Moisés ordenó que se apartaran ciudades de refugio. Si alguien mataba a otra persona por accidente, sin odio, podía correr a una de esas ciudades y vivir allí. Moisés imaginó a dos hombres cortando madera: la cabeza del hacha sale volando y golpea al otro. El que corría quedaba protegido de un “vengador de sangre” furioso, hasta que se entendiera bien el caso. Pero si alguien atacaba a propósito y luego intentaba esconderse en una ciudad de refugio, los ancianos debían enviarlo de regreso para su castigo.
En el tribunal, añadió Moisés, un solo testigo no era suficiente. Si alguien mentía como testigo falso, los jueces tenían que investigar, y el mentiroso recibiría la misma pena que había querido traer sobre la otra persona.
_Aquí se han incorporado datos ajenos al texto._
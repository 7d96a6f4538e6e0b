//! Parser fuzz target: feed arbitrary text to the UDT parser.
//! The parser must not panic; it returns Ok(UdtType) or Err(UdtError). Every
//! parsed tree is sized, flattened and written back.
//! Build with: cargo fuzz run parser_fuzz (requires nightly and cargo fuzz).

#![cfg_attr(fuzzing, no_main)]

#[cfg(fuzzing)]
use libfuzzer_sys::fuzz_target;

#[cfg(fuzzing)]
fuzz_target!(|data: &[u8]| {
    let s = match std::str::from_utf8(data) {
        Ok(x) => x,
        Err(_) => return,
    };
    // references resolve against a directory that does not exist
    if let Ok(udt) = udtdef::parse(s, "/nonexistent") {
        let _ = udt.plain_size();
        let _ = udt.packed_size();
        let _ = udt.flatten();
        let text = udtdef::serialize(&udt);
        let again = udtdef::parse(&text, "/nonexistent").expect("serialized tree parses");
        assert_eq!(again, udt);
    }
});

#[cfg(not(fuzzing))]
fn main() {
    eprintln!("Build with: cargo fuzz run parser_fuzz");
}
Moisés también habló sobre la guerra. Cuando Israel viera caballos y carros, no debía entrar en pánico, porque Dios iba con ellos. Antes de la batalla, el sacerdote hablaría, y las autoridades mandarían a casa a quien tuviera asuntos importantes sin terminar o a quien tuviera miedo. Y cuando rodearan una ciudad, Israel no podía cortar árboles frutales para hacer obras de asedio.
Por último, si se encontraba a una persona asesinada y no se sabía quién la había matado, los ancianos del pueblo más cercano llevarían una ternera a un arroyo que siempre corre, le quebrarían el cuello, se lavarían las manos y pedirían a Dios que quitara la culpa por sangre inocente.